Our digs were a modest two-bedroom, one-bathroom flat on the third floor of the Stevens Whitney dormitory. Between our rooms was a cold foyer with some uncomfortable couches and a microwave. One of my roommates added a TV, making it our official movie-watching room. Andrew had me watch Christopher Nolan’s Inception. I found it convoluted and impersonal despite the intriguing concept. This was one of many instances where I bashed something Andrew held dear.

Ah, poor Andrew. For the last eleven years, Andrew has been my friend. He has suffered through a great deal of my “humor,” affectionally dubbed “Sulzbach Criticism” in honor of our time at university. Where others would have given up on me, Andrew persevered.

Humor is a big step toward friendship in my book, or at the very least camaraderie. Unfortunately, my brand is an acquired taste. Sometimes I use it as a defense mechanism. Andrew was and still is a pensive fellow, keen to ponder philosophical matters and ruminate on heady topics. I am more blunt, so I often poked fun at his seriousness. This understandably frustrated him. I’m surprised he never punched me in the face.

Frustration, like making friends, was not my goal.

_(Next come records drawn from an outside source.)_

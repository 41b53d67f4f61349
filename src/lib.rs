pub mod app;
pub mod auth;
pub mod collection;
pub mod config;
pub mod errors;
pub mod export;
pub mod handlers;
pub mod ledger;
pub mod models;
pub mod state;
pub mod stats;
pub mod storage;
pub mod ui;
pub mod weather;

pub use app::router;
pub use config::Config;
pub use state::AppState;
pub use storage::Store;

My upbringing prepared me to keep words handy—words for eliciting laughter, easing tensions, and escaping punishment. I weaseled my way out of many well-deserved spankings by dancing a fine line between clever and disrespectful.

As a roommate, I employed levity to ease the cogs of contention between Ryan S. and Andrew. Andrew often bore the brunt of this because he was the youngest and less outspoken. His earnestness worked against him; my humor found the chinks in his armor. I pounced at nearly every opportunity to make a joke. In retrospect, this speaks to my immaturity and lack of sensitivity.

Andrew gradually came to anticipate, if not appreciate, these playful barbs. We bonded over a mutual affection for the art of storytelling, Sam Raimi’s Spider-Man duology, and Star Wars. I learned that Andrew’s passion for Star Wars far surpassed my own. His ability to quote the films with pinpoint accuracy is second to none, which will no doubt score him points in future romantic endeavors.

Sharing a dorm room also helped us grow comfortable in each other’s presence. Many were the nights we laughed ourselves to sleep. In short, we became friends. I wouldn’t tell him outright until much later, but I valued his friendship and enjoyed our countless walks around campus, talking about stories and life. He helped me out of a jam involving a persistent girl whose affections were unrequited. I don’t know what you call an anti-wingman, but Andrew shot down the girl’s plane with aplomb.

After university, we maintained contact and met once a month for our “meeting of the minds.” Less eloquently, these were breakfast and story-talk sessions. One of my worries when I got married in 2015 was that my friendships—the few that I still had—would take a hit. The frequency of our meetups did decline, but Andrew and my friend Sean became key members in a new quartet including Erica. Prior to the birth of Olivia, all four of us enjoyed watching movies, playing games, recording podcasts, and eating good food.

Andrew has long-since graduated from Sulzbach University. He has passed every course of Sulzbach Criticism with flying colors. He now gives as good as he gets. Interestingly, he has lightened up a lot while I have endeavored to become more serious. The pandemic has given us more opportunities to talk over FaceTime than we ever did post-university. These digital meetings of the mind feature weird voices and gut-bursting bouts of laughter. My poor wife thinks we’re nuts because she only hears one half of the conversation. She might escort us to the funny farm if she heard both.

So yes, friendship is a funny thing. Sometimes it’s a painful thing. Thank you Andrew for persisting when all you received were shrewd insults at your expense. Hopefully your hard work has paid off. Our education at Central may have been a waste of money, but I contend that your friendship is priceless.